Sono storture oggi connaturate al sistema vigente.
È tempo di cambiarlo radicalmente. C’è l’occasione per farlo.
Finché siamo in tempo.
E purché si sia ancora in grado di mettere in atto una ribellione globale all’ingiustizia sociale su cui si regge oggi il sistema mondiale.
Viviamo tempi in cui siamo educati a un rassegnato e quieto servilismo, che tiene sotto controllo inquietudini e ribellioni, che toglie fiato anche alle opportunità di discussione sui modelli alternativi di società.
Se guardiamo all’arco dei partiti politici presenti in Parlamento, registriamo un appiattimento generalizzato e diventa davvero difficile scegliere sulla base di distinguo impercettibili che certo non prospettano idee diverse di futuro.
Le strategie della paura e del precariato hanno raggiunto il loro obiettivo, nelle scuole, nelle Università, nel mondo della ricerca, nelle istituzioni pubbliche: pensiero annullato, progressiva anestesia mentale dell’intera società.
Non si protesta, non si rischia, non si espongono idee diverse. Ha vinto il ricatto.
Anche la paura catastrofista della questione ambientale è strettamente legata a questa logica e diviene strumentale per assorbire ogni potenziale sovversivo presente nella società.
Che va invece nutrito nell’esercizio di una nuova visione del mondo, cui ci dobbiamo preparare se vogliamo assicurarci nuove prospettive di vita planetaria.
Il sistema va resettato e riconfigurato. Per essere radicalmente cambiato.

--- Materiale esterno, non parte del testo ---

//! Headless Playtest Runner
//!
//! Plays a seeded session on a manual clock with a greedy strategy and
//! reports how far the player got. Useful for tuning pacing constants.

use clap::Parser;
use serde::Serialize;

use gamedin::core::clock::{Clock, ManualClock};
use gamedin::core::config::EngineConfig;
use gamedin::core::error::Result;
use gamedin::data::GameData;
use gamedin::progression::{Engine, GameEvent};
use tracing_subscriber::EnvFilter;

/// Headless Playtest Runner - greedy autoplayer on simulated time
#[derive(Parser, Debug)]
#[command(name = "playtest")]
#[command(about = "Play a seeded GamedIn session and report progression")]
struct Args {
    /// Random seed for deterministic runs
    #[arg(long)]
    seed: Option<u64>,

    /// Simulated minutes to play
    #[arg(long, default_value_t = 30)]
    minutes: u64,

    /// Simulated milliseconds between player decisions
    #[arg(long, default_value_t = 500)]
    step_ms: u64,

    /// Game data TOML (compiled-in defaults when omitted)
    #[arg(long)]
    data: Option<std::path::PathBuf>,

    /// Output format: json or text
    #[arg(long, default_value = "json")]
    format: String,

    /// Print every game event to stderr
    #[arg(long, short = 'v')]
    verbose: bool,
}

#[derive(Serialize)]
struct Promotion {
    title: String,
    at_seconds: f64,
}

#[derive(Serialize)]
struct PlaytestReport {
    seed: u64,
    simulated_seconds: u64,
    followers: u64,
    level: String,
    energy: u32,
    max_energy: u32,
    total_posts: u64,
    total_likes: u64,
    total_comments: u64,
    actions_taken: u64,
    actions_refused: u64,
    viral_posts: u64,
    upgrades: Vec<String>,
    promotions: Vec<Promotion>,
    achievements: Vec<String>,
    completion_time: Option<String>,
}

fn main() -> Result<()> {
    let args = Args::parse();

    let filter = EnvFilter::try_from_default_env().unwrap_or_else(|_| EnvFilter::new("gamedin=warn"));
    tracing_subscriber::fmt()
        .with_env_filter(filter)
        .with_writer(std::io::stderr)
        .init();

    let seed = args.seed.unwrap_or_else(rand::random);
    let data = match &args.data {
        Some(path) => GameData::load_from_toml(path)?,
        None => GameData::default(),
    };

    let clock = ManualClock::new();
    let mut engine = Engine::new(data, EngineConfig::default(), clock.clone(), seed)?;
    engine.start();

    let start = clock.now();
    let end = start + args.minutes * 60_000;
    let step = args.step_ms.max(1);

    let mut actions_taken = 0;
    let mut actions_refused = 0;
    let mut viral_posts = 0;
    let mut promotions = Vec::new();

    while clock.now() < end {
        clock.advance(step);
        engine.run_due();

        if play_turn(&mut engine) {
            actions_taken += 1;
        } else {
            actions_refused += 1;
        }

        for event in engine.drain_events() {
            if args.verbose {
                eprintln!("[{:>8}ms] {:?}", clock.now() - start, event);
            }
            match event {
                GameEvent::WentViral { .. } => viral_posts += 1,
                GameEvent::Promoted { title, at } => promotions.push(Promotion {
                    title,
                    at_seconds: (at - start) as f64 / 1_000.0,
                }),
                _ => {}
            }
        }

        if engine.completion_summary().is_some() {
            break;
        }
    }
    engine.shutdown();

    let state = engine.state();
    let report = PlaytestReport {
        seed,
        simulated_seconds: (clock.now() - start) / 1_000,
        followers: state.followers,
        level: engine.current_level().title.clone(),
        energy: state.energy,
        max_energy: state.max_energy,
        total_posts: state.total_posts,
        total_likes: state.total_likes,
        total_comments: state.total_comments,
        actions_taken,
        actions_refused,
        viral_posts,
        upgrades: engine
            .data()
            .upgrades
            .iter()
            .filter(|u| state.upgrades.owns(&u.id))
            .map(|u| format!("{} x{}", u.id, state.upgrades.count(&u.id)))
            .collect(),
        promotions,
        achievements: engine
            .notifications()
            .history()
            .iter()
            .map(|a| a.title.clone())
            .collect(),
        completion_time: engine.completion_summary().map(|s| s.completion_time),
    };

    match args.format.as_str() {
        "text" => print_text(&report),
        "json" => println!("{}", serde_json::to_string_pretty(&report)?),
        other => {
            eprintln!("Unknown format '{}', defaulting to json", other);
            println!("{}", serde_json::to_string_pretty(&report)?);
        }
    }
    Ok(())
}

/// One greedy decision. Returns true if an action went through.
///
/// Priority: the most expensive affordable upgrade, then a post, then batch
/// likes, then single likes, comments and shares on the newest posts.
fn play_turn(engine: &mut Engine<ManualClock>) -> bool {
    let affordable = engine
        .data()
        .upgrades
        .iter()
        .filter(|u| engine.can_purchase(&u.id))
        .max_by_key(|u| u.cost)
        .map(|u| u.id.clone());
    if let Some(id) = affordable {
        if engine.purchase_upgrade(&id).is_ok() {
            return true;
        }
    }

    if engine.can_post() {
        if let Some(option) = engine.post_options(1).into_iter().next() {
            if engine
                .create_post(option.category, option.content, option.topic)
                .is_ok()
            {
                return true;
            }
        }
    }

    if engine.state().perks.batch_actions && engine.batch_like().is_ok() {
        return true;
    }

    let unliked = engine.feed().iter().find(|p| !p.liked).map(|p| p.id);
    if let Some(id) = unliked {
        if engine.like_post(id).is_ok() {
            return true;
        }
    }

    let uncommented = engine.feed().iter().find(|p| !p.commented).map(|p| p.id);
    if let Some(id) = uncommented {
        if engine.comment_post(id).is_ok() {
            return true;
        }
    }

    let newest = engine.feed().iter().next().map(|p| p.id);
    newest.map_or(false, |id| engine.share_post(id).is_ok())
}

fn print_text(report: &PlaytestReport) {
    println!("Playtest Result");
    println!("===============");
    println!("Seed: {}", report.seed);
    println!("Simulated: {}s", report.simulated_seconds);
    println!("Followers: {} ({})", report.followers, report.level);
    println!("Energy: {}/{}", report.energy, report.max_energy);
    println!(
        "Posts: {}  Likes: {}  Comments: {}",
        report.total_posts, report.total_likes, report.total_comments
    );
    println!(
        "Actions: {} taken, {} refused; {} viral posts",
        report.actions_taken, report.actions_refused, report.viral_posts
    );
    println!();
    println!("Promotions:");
    for promotion in &report.promotions {
        println!("  {:>8.1}s  {}", promotion.at_seconds, promotion.title);
    }
    println!("Upgrades: {}", report.upgrades.join(", "));
    println!("Achievements: {}", report.achievements.len());
    if let Some(time) = &report.completion_time {
        println!("Victory in {}", time);
    }
}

Uscendo dal determinismo cartesiano per riprendere una visione animistica sia pure depurata dalla superstizione delle antiche civiltà e ricondotta alla conoscenze scientifiche.
Ciò sarà possibile in un sistema liberale e capitalistico in cui le reali strategie appartengono non già alla politica, ma alle corporazioni e alle lobby che si sono ormai inserite nei gangli decisionali a causa di una politica sempre più debole per visione e per autorevolezza etica e morale?
Avremo la forza di far tacere le lobbies e la Borsa che oggi regolano le nostre vite?

E allora, che fare?
La debolezza della politica e dei Governi è evidente.
La democrazia è ormai una finzione.
Imprese multinazionali hanno bilanci che superano di gran lunga quelli degli Stati.
Molte di loro hanno in mano fette consistenti di debito pubblico.
Le decisioni non si prendono più nei Parlamenti, ma altrove.
E non a caso le lobbies indirizzano sempre di più la politica, decidono chi sono gli eletti e poi li pilotano verso comportamenti ad esse consoni.
Sono in pochi, ormai, a sfuggire a queste logiche perverse.
E occorrerebbe una rivoluzione globale per sovvertire il sistema vigente.
Basterà la pandemia per ridefinire il nostro futuro?
Nascerà un movimento capace di convincere i cittadini a riconvertire i loro comportamenti per garantire un futuro a quei figli che in questi mesi hanno protetto e di cui, giustamente, hanno reclamato diritti e libertà?
Sanno che se tutto tornerà come prima, quegli stessi figli non avranno garanzia né degli uni né dell’altra?
L’augurio è che il “tempo sospeso” del corona virus ci abbia dato l’opportunità di riflettere su ciò che conta davvero e su ciò che vogliamo per la generazione di Grata e dei suoi amici.